America has employed its fair share of mad scientists over the years, but none compare to Dr. Nicholas Christofilos. He was a top-tier Iron Man villain who was, much to everyone's dismay, born into our boring reality. To give you a small taste of his madness, the ideas he proposed to the government included but were not limited to: detonating thousands of nukes in the upper atmosphere to generate an impenetrable force field over the U.S., draining the entirety of the Great Lakes in under 15 minutes to power a massive particle beam weapon, turning 41% of Wisconsin into a massive radio transmitter to contact submerged nuclear subs, and building a giant coast-to-coast runway so the Soviets would never know where to bomb. (The official history of DARPA charitably describes that last one as "not good.") The man never met a problem he couldn't solve with several hundred nukes and possibly a giant robotic spider.

At this point, we should probably note that Christofilos didn't exactly have a conventional scientific background.
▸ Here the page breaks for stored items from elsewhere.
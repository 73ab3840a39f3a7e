//! # Layout Enrichment Connector
//!
//! This crate turns a document in blob storage into a linearized, annotated text
//! artifact for an enterprise search index. It classifies the document, sends it
//! to a document analysis service, flattens the returned page structure into
//! text, writes that text back to the store and answers the indexing pipeline
//! with updated metadata.
//!
//! The blob store and the analysis service are injected through the
//! [`BlobStore`] and [`DocumentAnalyzer`] traits, so the pipeline can run
//! against any backend, including in-memory fakes.

pub mod classify;
pub mod constants;
pub mod document;
pub mod enrich;
pub mod errors;
pub mod keys;
pub mod linearize;
pub mod providers;
pub mod types;

pub use classify::{classify, ClassificationResult};
pub use document::{AnalysisDocument, LayoutBlock, Page, Table, TableCell, TableRow};
pub use enrich::{Enricher, EnricherConfig, EnrichmentOutcome};
pub use errors::{EnrichError, ErrorKind};
pub use linearize::{linearize, LinearizationConfig, LinearizeError};
pub use providers::analysis::{analyze, AnalysisError, DocumentAnalyzer, FeatureType, JobHandle};
pub use providers::store::{BlobStore, StoreError};
pub use types::{
    AttributeValue, DocumentAttribute, DocumentMetadata, EnrichmentRequest, EnrichmentResponse,
};
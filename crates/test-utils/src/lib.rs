use async_trait::async_trait;
use std::collections::HashMap;
use std::fmt::Debug;
use std::path::{Path, PathBuf};
use std::sync::{Arc, Mutex};
use textcde::{
    AnalysisError, BlobStore, DocumentAnalyzer, FeatureType, JobHandle, LayoutBlock, Page,
    StoreError, Table, TableCell, TableRow,
};

// --- Mock Blob Store ---

/// An in-memory blob store keyed by `(bucket, key)`.
///
/// Clones share the same objects, so a test can keep a handle after boxing one
/// into an `Enricher`.
#[derive(Clone, Debug, Default)]
pub struct MockBlobStore {
    objects: Arc<Mutex<HashMap<(String, String), Vec<u8>>>>,
    fail_fetch: Arc<Mutex<bool>>,
    fail_put: Arc<Mutex<bool>>,
    fetches: Arc<Mutex<Vec<PathBuf>>>,
}

impl MockBlobStore {
    pub fn new() -> Self {
        Self::default()
    }

    pub fn insert(&self, bucket: &str, key: &str, body: &[u8]) {
        let mut objects = self.objects.lock().unwrap();
        objects.insert((bucket.to_string(), key.to_string()), body.to_vec());
    }

    pub fn get(&self, bucket: &str, key: &str) -> Option<Vec<u8>> {
        let objects = self.objects.lock().unwrap();
        objects
            .get(&(bucket.to_string(), key.to_string()))
            .cloned()
    }

    /// Keys present in `bucket`, sorted.
    pub fn keys(&self, bucket: &str) -> Vec<String> {
        let objects = self.objects.lock().unwrap();
        let mut keys: Vec<String> = objects
            .keys()
            .filter(|(b, _)| b == bucket)
            .map(|(_, k)| k.clone())
            .collect();
        keys.sort();
        keys
    }

    /// Makes every subsequent `fetch` fail.
    pub fn fail_fetches(&self) {
        *self.fail_fetch.lock().unwrap() = true;
    }

    /// Makes every subsequent `put` fail.
    pub fn fail_puts(&self) {
        *self.fail_put.lock().unwrap() = true;
    }

    /// The local paths objects were downloaded to.
    pub fn fetch_paths(&self) -> Vec<PathBuf> {
        self.fetches.lock().unwrap().clone()
    }
}

#[async_trait]
impl BlobStore for MockBlobStore {
    async fn fetch(&self, bucket: &str, key: &str, dest: &Path) -> Result<PathBuf, StoreError> {
        if *self.fail_fetch.lock().unwrap() {
            return Err(StoreError::Api("MockBlobStore: fetch failure injected".to_string()));
        }
        let body = self.get(bucket, key).ok_or_else(|| StoreError::NotFound {
            bucket: bucket.to_string(),
            key: key.to_string(),
        })?;
        tokio::fs::write(dest, body).await?;
        self.fetches.lock().unwrap().push(dest.to_path_buf());
        Ok(dest.to_path_buf())
    }

    async fn put(&self, bucket: &str, key: &str, body: Vec<u8>) -> Result<(), StoreError> {
        if *self.fail_put.lock().unwrap() {
            return Err(StoreError::Api("MockBlobStore: put failure injected".to_string()));
        }
        self.insert(bucket, key, &body);
        Ok(())
    }
}

// --- Mock Analyzer ---

/// An analysis service that returns pre-programmed pages.
#[derive(Clone, Debug, Default)]
pub struct MockAnalyzer {
    pages: Arc<Mutex<Vec<Page>>>,
    failure: Arc<Mutex<Option<String>>>,
    calls: Arc<Mutex<Vec<(String, Vec<FeatureType>)>>>,
}

impl MockAnalyzer {
    pub fn new() -> Self {
        Self::default()
    }

    /// An analyzer that answers every job with `pages`.
    pub fn with_pages(pages: Vec<Page>) -> Self {
        let analyzer = Self::new();
        *analyzer.pages.lock().unwrap() = pages;
        analyzer
    }

    /// An analyzer whose jobs always fail with `message`.
    pub fn failing(message: &str) -> Self {
        let analyzer = Self::new();
        *analyzer.failure.lock().unwrap() = Some(message.to_string());
        analyzer
    }

    /// Retrieves the recorded submissions for assertion.
    pub fn get_calls(&self) -> Vec<(String, Vec<FeatureType>)> {
        self.calls.lock().unwrap().clone()
    }
}

#[async_trait]
impl DocumentAnalyzer for MockAnalyzer {
    async fn submit(
        &self,
        source_uri: &str,
        features: &[FeatureType],
    ) -> Result<JobHandle, AnalysisError> {
        let mut calls = self.calls.lock().unwrap();
        calls.push((source_uri.to_string(), features.to_vec()));
        Ok(JobHandle {
            job_id: format!("mock-job-{}", calls.len()),
        })
    }

    async fn await_result(&self, job: &JobHandle) -> Result<Vec<Page>, AnalysisError> {
        if let Some(message) = self.failure.lock().unwrap().clone() {
            return Err(AnalysisError::JobFailed {
                job_id: job.job_id.clone(),
                message,
            });
        }
        Ok(self.pages.lock().unwrap().clone())
    }
}

// --- Fixtures ---

pub mod fixtures {
    use super::*;

    /// Leading bytes of each media type, enough for sniffing.
    pub const PNG_BYTES: &[u8] = b"\x89PNG\r\n\x1a\n\0\0\0\rIHDR";
    pub const JPEG_BYTES: &[u8] = b"\xFF\xD8\xFF\xE0\0\x10JFIF\0";
    pub const TIFF_BYTES: &[u8] = b"II*\x00\x08\x00\x00\x00";
    pub const PDF_BYTES: &[u8] = b"%PDF-1.7\n%\xE2\xE3\xCF\xD3\n1 0 obj\n";
    pub const GIF_BYTES: &[u8] = b"GIF89a\x01\x00\x01\x00\x80\x00\x00";

    pub fn title(text: &str) -> LayoutBlock {
        LayoutBlock::Title {
            text: text.to_string(),
        }
    }

    pub fn text(text: &str) -> LayoutBlock {
        LayoutBlock::Text {
            text: text.to_string(),
        }
    }

    /// A table whose first row holds header cells.
    pub fn table(header: &[&str], rows: &[&[&str]]) -> LayoutBlock {
        let mut table_rows = vec![TableRow {
            cells: header.iter().map(|c| TableCell::header(c)).collect(),
        }];
        table_rows.extend(rows.iter().map(|row| TableRow {
            cells: row.iter().map(|c| TableCell::data(c)).collect(),
        }));
        LayoutBlock::Table(Table { rows: table_rows })
    }

    /// A page with a title and one paragraph naming the page.
    pub fn simple_page(page_num: u32) -> Page {
        Page::new(
            page_num,
            vec![
                title(&format!("Page {page_num} title")),
                text(&format!("Body of page {page_num}.")),
            ],
        )
    }
}
//! # Text Linearization
//!
//! Flattens an `AnalysisDocument` into a single annotated text stream. Each page
//! is rendered under a `LinearizationConfig` and wrapped in start/end markers.

use crate::document::{AnalysisDocument, LayoutBlock, Page, Table};
use thiserror::Error;

const PAGE_MARKER_RULE: &str = "============================";

#[derive(Error, Debug, PartialEq, Eq)]
pub enum LinearizeError {
    #[error("Invalid page number {0}: page numbers are 1-based")]
    InvalidPageNumber(u32),
}

/// Formatting directives for rendering a page.
///
/// `Default` renders plain text with no markup. Every field is applied verbatim.
#[derive(Debug, Clone, PartialEq, Eq)]
pub struct LinearizationConfig {
    /// Drop `FIGURE` blocks. Default: `false`.
    pub hide_figure_layout: bool,
    /// Drop `PAGE_NUMBER` blocks. Default: `false`.
    pub hide_page_num_layout: bool,
    /// Drop `HEADER` blocks. Default: `false`.
    pub hide_header_layout: bool,
    /// Drop `FOOTER` blocks. Default: `false`.
    pub hide_footer_layout: bool,
    pub title_prefix: String,
    pub title_suffix: String,
    pub section_header_prefix: String,
    pub section_header_suffix: String,
    pub table_prefix: String,
    pub table_suffix: String,
    pub table_row_prefix: String,
    pub table_row_suffix: String,
    pub table_cell_header_prefix: String,
    pub table_cell_header_suffix: String,
    pub table_cell_prefix: String,
    pub table_cell_suffix: String,
    /// Between rows of a table. Default: `"\n"`.
    pub table_row_separator: String,
    /// Between cells of a row. Default: `"\t"`.
    pub table_column_separator: String,
    /// Prefix of each `LIST` item. Default: `"- "`.
    pub list_element_prefix: String,
    /// Between the items of a `LIST`. Default: `"\n"`.
    pub list_element_separator: String,
    /// Between the key and the value of a form field. Default: `": "`.
    pub key_value_separator: String,
    /// Placeholder emitted for a signature region. Default: `"[SIGNATURE]"`.
    pub signature_token: String,
    /// Emitted after every rendered block. Default: `"\n"`.
    pub layout_element_separator: String,
}

impl Default for LinearizationConfig {
    fn default() -> Self {
        Self {
            hide_figure_layout: false,
            hide_page_num_layout: false,
            hide_header_layout: false,
            hide_footer_layout: false,
            title_prefix: String::new(),
            title_suffix: String::new(),
            section_header_prefix: String::new(),
            section_header_suffix: String::new(),
            table_prefix: String::new(),
            table_suffix: String::new(),
            table_row_prefix: String::new(),
            table_row_suffix: String::new(),
            table_cell_header_prefix: String::new(),
            table_cell_header_suffix: String::new(),
            table_cell_prefix: String::new(),
            table_cell_suffix: String::new(),
            table_row_separator: "\n".to_string(),
            table_column_separator: "\t".to_string(),
            list_element_prefix: "- ".to_string(),
            list_element_separator: "\n".to_string(),
            key_value_separator: ": ".to_string(),
            signature_token: "[SIGNATURE]".to_string(),
            layout_element_separator: "\n".to_string(),
        }
    }
}

impl LinearizationConfig {
    /// The configuration applied to every enrichment: markdown headings and
    /// HTML tables, page numbers hidden, figures kept.
    pub fn enrichment() -> Self {
        Self {
            hide_figure_layout: false,
            title_prefix: "# ".to_string(),
            section_header_prefix: "## ".to_string(),
            table_prefix: "<table>".to_string(),
            table_suffix: "</table>".to_string(),
            table_cell_header_prefix: "<th>".to_string(),
            table_cell_header_suffix: "</th>".to_string(),
            table_row_prefix: "<tr>".to_string(),
            table_row_suffix: "</tr>".to_string(),
            table_cell_prefix: "<td>".to_string(),
            table_cell_suffix: "</td>".to_string(),
            hide_page_num_layout: true,
            ..Default::default()
        }
    }
}

/// Renders every page of `document` in order, each wrapped in page markers.
pub fn linearize(
    document: &AnalysisDocument,
    config: &LinearizationConfig,
) -> Result<String, LinearizeError> {
    let mut output = String::new();
    for page in &document.pages {
        if page.page_num == 0 {
            return Err(LinearizeError::InvalidPageNumber(page.page_num));
        }
        output.push_str(&format!(
            "{PAGE_MARKER_RULE} Start Page {} {PAGE_MARKER_RULE}\n",
            page.page_num
        ));
        output.push_str(&render_page(page, config));
        output.push_str(&format!(
            "{PAGE_MARKER_RULE} End Page {} {PAGE_MARKER_RULE}\n\n",
            page.page_num
        ));
    }
    Ok(output)
}

/// Renders the blocks of a single page, without markers.
pub fn render_page(page: &Page, config: &LinearizationConfig) -> String {
    page.blocks
        .iter()
        .filter_map(|block| render_block(block, config))
        .filter(|rendered| !rendered.is_empty())
        .map(|rendered| rendered + &config.layout_element_separator)
        .collect()
}

/// Renders one block, or `None` when the configuration hides it.
fn render_block(block: &LayoutBlock, config: &LinearizationConfig) -> Option<String> {
    let rendered = match block {
        LayoutBlock::Title { text } => {
            format!("{}{text}{}", config.title_prefix, config.title_suffix)
        }
        LayoutBlock::SectionHeader { text } => format!(
            "{}{text}{}",
            config.section_header_prefix, config.section_header_suffix
        ),
        LayoutBlock::Text { text } => text.clone(),
        LayoutBlock::List { items } => items
            .iter()
            .map(|item| format!("{}{item}", config.list_element_prefix))
            .collect::<Vec<_>>()
            .join(&config.list_element_separator),
        LayoutBlock::Header { .. } if config.hide_header_layout => return None,
        LayoutBlock::Header { text } => text.clone(),
        LayoutBlock::Footer { .. } if config.hide_footer_layout => return None,
        LayoutBlock::Footer { text } => text.clone(),
        LayoutBlock::PageNumber { .. } if config.hide_page_num_layout => return None,
        LayoutBlock::PageNumber { text } => text.clone(),
        LayoutBlock::Figure { .. } if config.hide_figure_layout => return None,
        LayoutBlock::Figure { text } => text.clone(),
        LayoutBlock::Table(table) => render_table(table, config),
        LayoutBlock::KeyValue { key, value } => {
            format!("{key}{}{value}", config.key_value_separator)
        }
        LayoutBlock::Signature { .. } => config.signature_token.clone(),
    };
    Some(rendered)
}

fn render_table(table: &Table, config: &LinearizationConfig) -> String {
    let rows = table
        .rows
        .iter()
        .map(|row| {
            let cells = row
                .cells
                .iter()
                .map(|cell| {
                    let (prefix, suffix) = if cell.is_header {
                        (
                            &config.table_cell_header_prefix,
                            &config.table_cell_header_suffix,
                        )
                    } else {
                        (&config.table_cell_prefix, &config.table_cell_suffix)
                    };
                    format!("{prefix}{}{suffix}", cell.text)
                })
                .collect::<Vec<_>>()
                .join(&config.table_column_separator);
            format!("{}{cells}{}", config.table_row_prefix, config.table_row_suffix)
        })
        .collect::<Vec<_>>()
        .join(&config.table_row_separator);

    format!("{}{rows}{}", config.table_prefix, config.table_suffix)
}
He was actually an electrical engineer from Greece, and was working on elevators in Athens when he made a major breakthrough in particle physics. That got him invited to America, where it became clear he was a brilliant experimental physicist. He quickly became a top defense researcher and a member of JASON, an elite panel of scientists who advised the government. Often ridiculously.

He once suggested that a nuclear blast in the upper atmosphere would generate a belt of high-energy electrons trapped in the Earth's magnetic field, which could be used as a kind of a kind of force field, frying the electronics of incoming nuclear missiles. By regularly detonating a ring of nukes in precisely the right spot, he explained, Americans would be protected from any space-based attack. This would potentially require thousands of space explosions every year. It's basically the equivalent of constantly tossing grenades out your front door because the cloud of shrapnel might deflect an incoming sniper bullet.

As outlined in the most Cold War newsreel ever created.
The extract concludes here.